[Collected data entries]

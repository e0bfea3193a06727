//! Everything a transition may consult besides the state and its payload

use std::sync::atomic::{AtomicU64, Ordering};

use chrono::{DateTime, Utc};
use uuid::Uuid;

use crate::data::{KeyValueStore, StorageKey};
use crate::ui::state::SessionDefaults;

/// Source of creation timestamps
pub trait Clock: Send + Sync {
    fn now(&self) -> DateTime<Utc>;
}

#[derive(Debug, Clone, Copy, Default)]
pub struct SystemClock;

impl Clock for SystemClock {
    fn now(&self) -> DateTime<Utc> {
        Utc::now()
    }
}

/// Always reports the same instant
#[derive(Debug, Clone, Copy)]
pub struct FixedClock(pub DateTime<Utc>);

impl Clock for FixedClock {
    fn now(&self) -> DateTime<Utc> {
        self.0
    }
}

/// Source of record ids; every id handed out within a session is distinct
pub trait IdSource: Send + Sync {
    fn next_id(&self) -> Uuid;
}

/// Time-ordered random ids (UUIDv7)
#[derive(Debug, Clone, Copy, Default)]
pub struct RandomIds;

impl IdSource for RandomIds {
    fn next_id(&self) -> Uuid {
        Uuid::now_v7()
    }
}

/// Monotonic counter ids, reproducible across runs
#[derive(Debug)]
pub struct SequentialIds {
    counter: AtomicU64,
}

impl SequentialIds {
    pub fn new() -> Self {
        Self {
            counter: AtomicU64::new(1),
        }
    }
}

impl Default for SequentialIds {
    fn default() -> Self {
        Self::new()
    }
}

impl IdSource for SequentialIds {
    fn next_id(&self) -> Uuid {
        let n = self.counter.fetch_add(1, Ordering::SeqCst);
        Uuid::from_u128(u128::from(n))
    }
}

/// Read-only view of the environment handed to [`UiState::apply`](crate::ui::UiState::apply)
pub struct TransitionContext<'a> {
    pub clock: &'a dyn Clock,
    pub ids: &'a dyn IdSource,
    pub defaults: &'a SessionDefaults,
    pub storage: &'a dyn KeyValueStore,
}

impl TransitionContext<'_> {
    pub fn now(&self) -> DateTime<Utc> {
        self.clock.now()
    }

    pub fn next_id(&self) -> Uuid {
        self.ids.next_id()
    }

    /// Whether the backend already holds a value for `key`.
    ///
    /// A backend that cannot be read counts as holding nothing.
    pub fn is_persisted(&self, key: StorageKey) -> bool {
        match self.storage.contains(key.as_str()) {
            Ok(present) => present,
            Err(e) => {
                tracing::warn!(key = %key, error = %e, "Failed to check persisted key");
                false
            }
        }
    }
}
//! Global and per-surface search state

use std::collections::BTreeMap;

use serde::{Deserialize, Serialize};
use serde_json::Value;

/// Distinct queries remembered, most recent first
pub const SEARCH_HISTORY_LIMIT: usize = 20;

/// Surfaces with their own search box
#[derive(Debug, Clone, Copy, PartialEq, Eq, Hash, Serialize, Deserialize)]
#[serde(rename_all = "snake_case")]
pub enum SearchSurface {
    Messages,
    Contacts,
    Ai,
}

impl SearchSurface {
    pub const ALL: [SearchSurface; 3] = [
        SearchSurface::Messages,
        SearchSurface::Contacts,
        SearchSurface::Ai,
    ];
}

#[derive(Debug, Clone, Default, PartialEq, Serialize, Deserialize)]
pub struct SearchState {
    pub global_query: String,
    pub messages_query: String,
    pub contacts_query: String,
    pub ai_query: String,
    pub filters: BTreeMap<String, Value>,
    /// Result sets keyed by scope (`global`, `messages`, ...)
    pub results: BTreeMap<String, Value>,
    pub history: Vec<String>,
}

impl SearchState {
    pub fn query(&self, surface: SearchSurface) -> &str {
        match surface {
            SearchSurface::Messages => &self.messages_query,
            SearchSurface::Contacts => &self.contacts_query,
            SearchSurface::Ai => &self.ai_query,
        }
    }

    fn query_mut(&mut self, surface: SearchSurface) -> &mut String {
        match surface {
            SearchSurface::Messages => &mut self.messages_query,
            SearchSurface::Contacts => &mut self.contacts_query,
            SearchSurface::Ai => &mut self.ai_query,
        }
    }

    pub fn set_query(&mut self, surface: SearchSurface, query: String) {
        *self.query_mut(surface) = query;
    }

    /// Set the global query and remember it if it is new
    pub fn set_global_query(&mut self, query: String) {
        if !query.is_empty() && !self.history.contains(&query) {
            self.history.insert(0, query.clone());
            self.history.truncate(SEARCH_HISTORY_LIMIT);
        }
        self.global_query = query;
    }

    /// Clear one surface, or the global query and every surface
    pub fn clear(&mut self, surface: Option<SearchSurface>) {
        match surface {
            Some(surface) => self.query_mut(surface).clear(),
            None => {
                self.global_query.clear();
                for surface in SearchSurface::ALL {
                    self.query_mut(surface).clear();
                }
            }
        }
    }
}

#[cfg(test)]
mod tests {
    use super::*;

    #[test]
    fn test_history_dedupes_against_whole_history() {
        let mut search = SearchState::default();
        search.set_global_query("alpha".into());
        search.set_global_query("beta".into());
        search.set_global_query("alpha".into());

        assert_eq!(search.global_query, "alpha");
        assert_eq!(search.history, vec!["beta", "alpha"]);
    }

    #[test]
    fn test_empty_query_not_remembered() {
        let mut search = SearchState::default();
        search.set_global_query(String::new());
        assert!(search.history.is_empty());
    }

    #[test]
    fn test_clear_single_surface() {
        let mut search = SearchState::default();
        search.set_query(SearchSurface::Messages, "m".into());
        search.set_query(SearchSurface::Ai, "a".into());

        search.clear(Some(SearchSurface::Messages));

        assert_eq!(search.query(SearchSurface::Messages), "");
        assert_eq!(search.query(SearchSurface::Ai), "a");
    }
}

### Try it
Give every entry back unchanged. Leave none out.

### Your solution
repository e0bfea3193a06727
//! Everything a transition may consult besides the state and its payload

use std::sync::atomic::{AtomicU64, Ordering};

use chrono::{DateTime, Utc};
use uuid::Uuid;

use crate::data::{KeyValueStore, StorageKey};
use crate::ui::state::SessionDefaults;

/// Source of creation timestamps
pub trait Clock: Send + Sync {
    fn now(&self) -> DateTime<Utc>;
}

#[derive(Debug, Clone, Copy, Default)]
pub struct SystemClock;

impl Clock for SystemClock {
    fn now(&self) -> DateTime<Utc> {
        Utc::now()
    }
}

/// Always reports the same instant
#[derive(Debug, Clone, Copy)]
pub struct FixedClock(pub DateTime<Utc>);

impl Clock for FixedClock {
    fn now(&self) -> DateTime<Utc> {
        self.0
    }
}

/// Source of record ids; every id handed out within a session is distinct
pub trait IdSource: Send + Sync {
    fn next_id(&self) -> Uuid;
}

/// Time-ordered random ids (UUIDv7)
#[derive(Debug, Clone, Copy, Default)]
pub struct RandomIds;

impl IdSource for RandomIds {
    fn next_id(&self) -> Uuid {
        Uuid::now_v7()
    }
}

/// Monotonic counter ids, reproducible across runs
#[derive(Debug)]
pub struct SequentialIds {
    counter: AtomicU64,
}

impl SequentialIds {
    pub fn new() -> Self {
        Self {
            counter: AtomicU64::new(1),
        }
    }
}

impl Default for SequentialIds {
    fn default() -> Self {
        Self::new()
    }
}

impl IdSource for SequentialIds {
    fn next_id(&self) -> Uuid {
        let n = self.counter.fetch_add(1, Ordering::SeqCst);
        Uuid::from_u128(u128::from(n))
    }
}

/// Read-only view of the environment handed to [`UiState::apply`](crate::ui::UiState::apply)
pub struct TransitionContext<'a> {
    pub clock: &'a dyn Clock,
    pub ids: &'a dyn IdSource,
    pub defaults: &'a SessionDefaults,
    pub storage: &'a dyn KeyValueStore,
}

impl TransitionContext<'_> {
    pub fn now(&self) -> DateTime<Utc> {
        self.clock.now()
    }

    pub fn next_id(&self) -> Uuid {
        self.ids.next_id()
    }

    /// Whether the backend already holds a value for `key`.
    ///
    /// A backend that cannot be read counts as holding nothing.
    pub fn is_persisted(&self, key: StorageKey) -> bool {
        match self.storage.contains(key.as_str()) {
            Ok(present) => present,
            Err(e) => {
                tracing::warn!(key = %key, error = %e, "Failed to check persisted key");
                false
            }
        }
    }
}
//! Global and per-surface search state

use std::collections::BTreeMap;

use serde::{Deserialize, Serialize};
use serde_json::Value;

/// Distinct queries remembered, most recent first
pub const SEARCH_HISTORY_LIMIT: usize = 20;

/// Surfaces with their own search box
#[derive(Debug, Clone, Copy, PartialEq, Eq, Hash, Serialize, Deserialize)]
#[serde(rename_all = "snake_case")]
pub enum SearchSurface {
    Messages,
    Contacts,
    Ai,
}

impl SearchSurface {
    pub const ALL: [SearchSurface; 3] = [
        SearchSurface::Messages,
        SearchSurface::Contacts,
        SearchSurface::Ai,
    ];
}

#[derive(Debug, Clone, Default, PartialEq, Serialize, Deserialize)]
pub struct SearchState {
    pub global_query: String,
    pub messages_query: String,
    pub contacts_query: String,
    pub ai_query: String,
    pub filters: BTreeMap<String, Value>,
    /// Result sets keyed by scope (`global`, `messages`, ...)
    pub results: BTreeMap<String, Value>,
    pub history: Vec<String>,
}

impl SearchState {
    pub fn query(&self, surface: SearchSurface) -> &str {
        match surface {
            SearchSurface::Messages => &self.messages_query,
            SearchSurface::Contacts => &self.contacts_query,
            SearchSurface::Ai => &self.ai_query,
        }
    }

    fn query_mut(&mut self, surface: SearchSurface) -> &mut String {
        match surface {
            SearchSurface::Messages => &mut self.messages_query,
            SearchSurface::Contacts => &mut self.contacts_query,
            SearchSurface::Ai => &mut self.ai_query,
        }
    }

    pub fn set_query(&mut self, surface: SearchSurface, query: String) {
        *self.query_mut(surface) = query;
    }

    /// Set the global query and remember it if it is new
    pub fn set_global_query(&mut self, query: String) {
        if !query.is_empty() && !self.history.contains(&query) {
            self.history.insert(0, query.clone());
            self.history.truncate(SEARCH_HISTORY_LIMIT);
        }
        self.global_query = query;
    }

    /// Clear one surface, or the global query and every surface
    pub fn clear(&mut self, surface: Option<SearchSurface>) {
        match surface {
            Some(surface) => self.query_mut(surface).clear(),
            None => {
                self.global_query.clear();
                for surface in SearchSurface::ALL {
                    self.query_mut(surface).clear();
                }
            }
        }
    }
}

#[cfg(test)]
mod tests {
    use super::*;

    #[test]
    fn test_history_dedupes_against_whole_history() {
        let mut search = SearchState::default();
        search.set_global_query("alpha".into());
        search.set_global_query("beta".into());
        search.set_global_query("alpha".into());

        assert_eq!(search.global_query, "alpha");
        assert_eq!(search.history, vec!["beta", "alpha"]);
    }

    #[test]
    fn test_empty_query_not_remembered() {
        let mut search = SearchState::default();
        search.set_global_query(String::new());
        assert!(search.history.is_empty());
    }

    #[test]
    fn test_clear_single_surface() {
        let mut search = SearchState::default();
        search.set_query(SearchSurface::Messages, "m".into());
        search.set_query(SearchSurface::Ai, "a".into());

        search.clear(Some(SearchSurface::Messages));

        assert_eq!(search.query(SearchSurface::Messages), "");
        assert_eq!(search.query(SearchSurface::Ai), "a");
    }
}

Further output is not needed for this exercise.